* **ABOUT THIS TASK**: Select and reproduce each line of the listing below that bears the string "MountTable".

* **TASK DATA**:
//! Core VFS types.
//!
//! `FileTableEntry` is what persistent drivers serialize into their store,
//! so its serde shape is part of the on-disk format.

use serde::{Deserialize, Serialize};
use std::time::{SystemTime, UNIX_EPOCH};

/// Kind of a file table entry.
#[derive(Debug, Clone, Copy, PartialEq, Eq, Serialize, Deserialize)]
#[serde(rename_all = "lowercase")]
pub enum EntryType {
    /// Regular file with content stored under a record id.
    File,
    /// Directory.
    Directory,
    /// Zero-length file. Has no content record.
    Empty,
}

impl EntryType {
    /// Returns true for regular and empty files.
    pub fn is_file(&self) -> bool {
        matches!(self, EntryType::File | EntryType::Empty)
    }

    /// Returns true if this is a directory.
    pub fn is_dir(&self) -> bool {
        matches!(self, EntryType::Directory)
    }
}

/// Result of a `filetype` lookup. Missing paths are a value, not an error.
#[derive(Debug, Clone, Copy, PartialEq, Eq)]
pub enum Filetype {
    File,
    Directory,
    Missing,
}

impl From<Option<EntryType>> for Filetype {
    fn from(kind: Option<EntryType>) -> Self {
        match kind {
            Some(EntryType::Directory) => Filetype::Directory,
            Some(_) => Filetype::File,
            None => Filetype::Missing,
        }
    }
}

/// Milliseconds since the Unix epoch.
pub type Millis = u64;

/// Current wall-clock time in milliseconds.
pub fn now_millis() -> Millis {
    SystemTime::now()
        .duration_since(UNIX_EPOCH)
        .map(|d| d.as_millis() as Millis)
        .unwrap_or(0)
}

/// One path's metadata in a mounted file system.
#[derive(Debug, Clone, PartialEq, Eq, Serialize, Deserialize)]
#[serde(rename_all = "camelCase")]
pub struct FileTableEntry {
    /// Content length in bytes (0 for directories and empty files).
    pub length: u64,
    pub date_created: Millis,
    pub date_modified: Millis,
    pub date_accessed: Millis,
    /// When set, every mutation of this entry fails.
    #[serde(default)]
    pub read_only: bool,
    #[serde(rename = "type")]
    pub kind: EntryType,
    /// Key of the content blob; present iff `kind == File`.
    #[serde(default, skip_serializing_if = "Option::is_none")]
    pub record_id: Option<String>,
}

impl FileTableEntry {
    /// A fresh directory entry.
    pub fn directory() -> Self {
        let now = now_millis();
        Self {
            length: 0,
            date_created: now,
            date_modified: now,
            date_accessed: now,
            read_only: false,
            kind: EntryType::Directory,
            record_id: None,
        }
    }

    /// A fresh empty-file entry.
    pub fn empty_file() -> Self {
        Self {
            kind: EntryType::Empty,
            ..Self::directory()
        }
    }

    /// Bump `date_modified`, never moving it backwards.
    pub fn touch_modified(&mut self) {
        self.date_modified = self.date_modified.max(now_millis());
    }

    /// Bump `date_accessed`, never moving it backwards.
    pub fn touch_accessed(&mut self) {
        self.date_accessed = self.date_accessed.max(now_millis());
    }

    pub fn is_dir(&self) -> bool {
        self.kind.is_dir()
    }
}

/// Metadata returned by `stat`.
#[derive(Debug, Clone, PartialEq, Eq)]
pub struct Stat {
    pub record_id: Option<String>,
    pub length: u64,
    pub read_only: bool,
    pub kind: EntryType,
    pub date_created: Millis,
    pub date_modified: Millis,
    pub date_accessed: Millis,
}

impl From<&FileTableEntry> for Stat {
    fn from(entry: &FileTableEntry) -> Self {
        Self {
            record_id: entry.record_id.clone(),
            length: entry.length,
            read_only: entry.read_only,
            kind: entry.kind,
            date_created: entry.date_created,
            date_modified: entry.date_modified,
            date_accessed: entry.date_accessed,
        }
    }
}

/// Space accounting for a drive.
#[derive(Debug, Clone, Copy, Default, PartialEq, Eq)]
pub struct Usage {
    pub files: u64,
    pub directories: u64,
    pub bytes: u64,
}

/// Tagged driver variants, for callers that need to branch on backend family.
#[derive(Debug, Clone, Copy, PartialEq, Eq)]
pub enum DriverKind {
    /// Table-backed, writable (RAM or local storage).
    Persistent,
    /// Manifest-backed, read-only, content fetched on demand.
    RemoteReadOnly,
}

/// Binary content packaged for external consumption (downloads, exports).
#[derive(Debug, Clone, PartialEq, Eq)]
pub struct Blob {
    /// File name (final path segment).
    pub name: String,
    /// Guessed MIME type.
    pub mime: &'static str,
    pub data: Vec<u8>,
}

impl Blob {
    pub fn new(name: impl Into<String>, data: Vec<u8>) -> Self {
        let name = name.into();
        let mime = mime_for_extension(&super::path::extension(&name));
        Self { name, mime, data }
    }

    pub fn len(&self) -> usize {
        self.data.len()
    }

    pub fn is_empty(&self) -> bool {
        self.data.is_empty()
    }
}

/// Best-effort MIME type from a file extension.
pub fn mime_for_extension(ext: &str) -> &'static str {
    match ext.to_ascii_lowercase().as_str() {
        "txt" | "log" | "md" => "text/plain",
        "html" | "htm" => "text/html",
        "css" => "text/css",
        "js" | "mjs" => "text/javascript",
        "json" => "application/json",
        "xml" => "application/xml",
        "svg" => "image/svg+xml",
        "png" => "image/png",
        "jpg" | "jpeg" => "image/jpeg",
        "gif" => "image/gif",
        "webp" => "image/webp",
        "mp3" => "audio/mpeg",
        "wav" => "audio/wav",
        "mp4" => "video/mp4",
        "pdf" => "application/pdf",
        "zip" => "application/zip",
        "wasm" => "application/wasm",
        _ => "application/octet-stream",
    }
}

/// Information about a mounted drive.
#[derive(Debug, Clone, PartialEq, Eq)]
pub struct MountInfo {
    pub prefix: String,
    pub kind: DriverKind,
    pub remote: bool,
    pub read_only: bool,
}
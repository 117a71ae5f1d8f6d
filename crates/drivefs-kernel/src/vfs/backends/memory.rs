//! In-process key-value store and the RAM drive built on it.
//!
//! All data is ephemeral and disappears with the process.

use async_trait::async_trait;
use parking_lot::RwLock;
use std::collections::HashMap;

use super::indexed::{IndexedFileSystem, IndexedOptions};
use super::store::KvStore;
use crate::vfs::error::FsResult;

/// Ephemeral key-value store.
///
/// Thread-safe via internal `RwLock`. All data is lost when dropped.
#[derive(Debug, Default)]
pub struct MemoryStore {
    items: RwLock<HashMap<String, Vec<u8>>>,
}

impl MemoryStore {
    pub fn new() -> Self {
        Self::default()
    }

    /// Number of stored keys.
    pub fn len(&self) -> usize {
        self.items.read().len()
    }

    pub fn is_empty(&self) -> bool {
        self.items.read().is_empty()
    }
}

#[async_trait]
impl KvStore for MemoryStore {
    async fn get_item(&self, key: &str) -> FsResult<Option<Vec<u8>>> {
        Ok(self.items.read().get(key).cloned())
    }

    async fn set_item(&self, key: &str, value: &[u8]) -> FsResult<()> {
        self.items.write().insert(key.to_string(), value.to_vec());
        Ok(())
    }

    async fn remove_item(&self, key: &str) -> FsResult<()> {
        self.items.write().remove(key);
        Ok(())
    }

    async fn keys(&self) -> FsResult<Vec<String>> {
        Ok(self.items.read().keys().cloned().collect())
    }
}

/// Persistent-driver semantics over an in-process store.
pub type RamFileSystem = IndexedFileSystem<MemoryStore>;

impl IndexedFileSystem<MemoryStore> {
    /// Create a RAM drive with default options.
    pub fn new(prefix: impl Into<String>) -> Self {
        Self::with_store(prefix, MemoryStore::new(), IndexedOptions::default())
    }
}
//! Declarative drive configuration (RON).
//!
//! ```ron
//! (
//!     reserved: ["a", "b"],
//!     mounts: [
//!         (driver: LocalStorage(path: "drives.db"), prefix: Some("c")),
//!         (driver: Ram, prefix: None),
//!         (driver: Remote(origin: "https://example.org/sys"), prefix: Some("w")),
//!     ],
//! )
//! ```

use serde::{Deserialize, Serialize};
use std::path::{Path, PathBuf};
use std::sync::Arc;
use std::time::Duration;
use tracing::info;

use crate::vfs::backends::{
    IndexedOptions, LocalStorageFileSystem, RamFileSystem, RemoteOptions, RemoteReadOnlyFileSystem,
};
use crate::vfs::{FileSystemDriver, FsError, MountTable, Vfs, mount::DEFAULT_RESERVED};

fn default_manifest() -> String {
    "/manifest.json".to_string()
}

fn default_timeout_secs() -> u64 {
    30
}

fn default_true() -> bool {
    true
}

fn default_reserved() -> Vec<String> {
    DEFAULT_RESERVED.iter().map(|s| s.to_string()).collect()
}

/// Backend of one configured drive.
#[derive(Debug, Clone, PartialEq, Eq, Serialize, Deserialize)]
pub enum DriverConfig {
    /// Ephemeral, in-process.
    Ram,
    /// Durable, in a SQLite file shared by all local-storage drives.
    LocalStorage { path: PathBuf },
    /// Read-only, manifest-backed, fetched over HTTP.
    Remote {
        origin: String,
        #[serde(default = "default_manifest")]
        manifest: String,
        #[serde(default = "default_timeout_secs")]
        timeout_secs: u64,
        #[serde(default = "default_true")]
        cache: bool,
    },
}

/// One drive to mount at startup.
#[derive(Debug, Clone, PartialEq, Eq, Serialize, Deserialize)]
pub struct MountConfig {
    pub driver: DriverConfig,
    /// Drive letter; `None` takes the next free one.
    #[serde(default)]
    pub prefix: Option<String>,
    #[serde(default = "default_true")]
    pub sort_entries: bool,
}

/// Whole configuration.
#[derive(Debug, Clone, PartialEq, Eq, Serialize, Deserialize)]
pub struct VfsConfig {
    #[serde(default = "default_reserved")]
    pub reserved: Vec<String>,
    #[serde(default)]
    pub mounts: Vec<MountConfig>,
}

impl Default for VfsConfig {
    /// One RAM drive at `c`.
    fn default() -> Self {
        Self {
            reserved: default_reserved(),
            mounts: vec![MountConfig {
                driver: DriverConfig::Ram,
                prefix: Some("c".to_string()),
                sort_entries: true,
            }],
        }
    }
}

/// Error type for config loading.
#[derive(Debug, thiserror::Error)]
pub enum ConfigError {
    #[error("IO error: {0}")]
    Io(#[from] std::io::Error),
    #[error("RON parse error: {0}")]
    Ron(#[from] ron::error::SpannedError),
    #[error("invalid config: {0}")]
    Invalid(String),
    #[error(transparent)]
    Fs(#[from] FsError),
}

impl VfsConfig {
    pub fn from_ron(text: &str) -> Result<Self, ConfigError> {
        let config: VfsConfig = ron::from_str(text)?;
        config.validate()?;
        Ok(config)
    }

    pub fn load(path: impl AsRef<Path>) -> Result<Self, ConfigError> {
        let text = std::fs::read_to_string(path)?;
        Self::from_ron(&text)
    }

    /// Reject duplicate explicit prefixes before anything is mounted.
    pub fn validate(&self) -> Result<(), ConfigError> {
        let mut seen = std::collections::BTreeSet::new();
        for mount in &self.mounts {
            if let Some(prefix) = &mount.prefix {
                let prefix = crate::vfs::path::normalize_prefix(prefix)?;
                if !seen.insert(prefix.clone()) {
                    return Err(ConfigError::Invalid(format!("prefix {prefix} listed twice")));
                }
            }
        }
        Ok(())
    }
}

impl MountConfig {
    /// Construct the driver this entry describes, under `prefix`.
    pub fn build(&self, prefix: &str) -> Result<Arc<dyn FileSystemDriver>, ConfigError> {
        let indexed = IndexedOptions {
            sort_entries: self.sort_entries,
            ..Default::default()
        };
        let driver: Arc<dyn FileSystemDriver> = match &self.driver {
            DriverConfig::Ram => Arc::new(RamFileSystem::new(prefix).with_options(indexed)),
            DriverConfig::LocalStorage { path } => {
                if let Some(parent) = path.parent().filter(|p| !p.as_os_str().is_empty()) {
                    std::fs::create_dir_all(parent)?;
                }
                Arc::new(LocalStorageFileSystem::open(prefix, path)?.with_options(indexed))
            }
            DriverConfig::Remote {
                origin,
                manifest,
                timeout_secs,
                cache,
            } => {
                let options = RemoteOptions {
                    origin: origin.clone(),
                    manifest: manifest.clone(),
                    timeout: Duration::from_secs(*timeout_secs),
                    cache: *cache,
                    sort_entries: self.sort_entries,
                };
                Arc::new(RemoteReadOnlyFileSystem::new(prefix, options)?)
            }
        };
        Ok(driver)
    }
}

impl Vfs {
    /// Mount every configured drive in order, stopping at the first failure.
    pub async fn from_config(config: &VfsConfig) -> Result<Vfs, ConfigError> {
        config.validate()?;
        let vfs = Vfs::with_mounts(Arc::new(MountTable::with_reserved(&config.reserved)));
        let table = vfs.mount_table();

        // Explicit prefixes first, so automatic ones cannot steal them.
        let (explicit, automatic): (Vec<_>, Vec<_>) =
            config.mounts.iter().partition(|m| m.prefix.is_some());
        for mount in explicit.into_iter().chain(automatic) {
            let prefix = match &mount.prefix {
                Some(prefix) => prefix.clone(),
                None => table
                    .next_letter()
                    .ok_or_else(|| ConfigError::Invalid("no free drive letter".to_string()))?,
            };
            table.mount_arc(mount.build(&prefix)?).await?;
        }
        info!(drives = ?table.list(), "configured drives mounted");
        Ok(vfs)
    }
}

* **TASK SOLUTION**:
use crate::vfs::{FileSystemDriver, FsError, MountTable, Vfs, mount::DEFAULT_RESERVED};
        let vfs = Vfs::with_mounts(Arc::new(MountTable::with_reserved(&config.reserved)));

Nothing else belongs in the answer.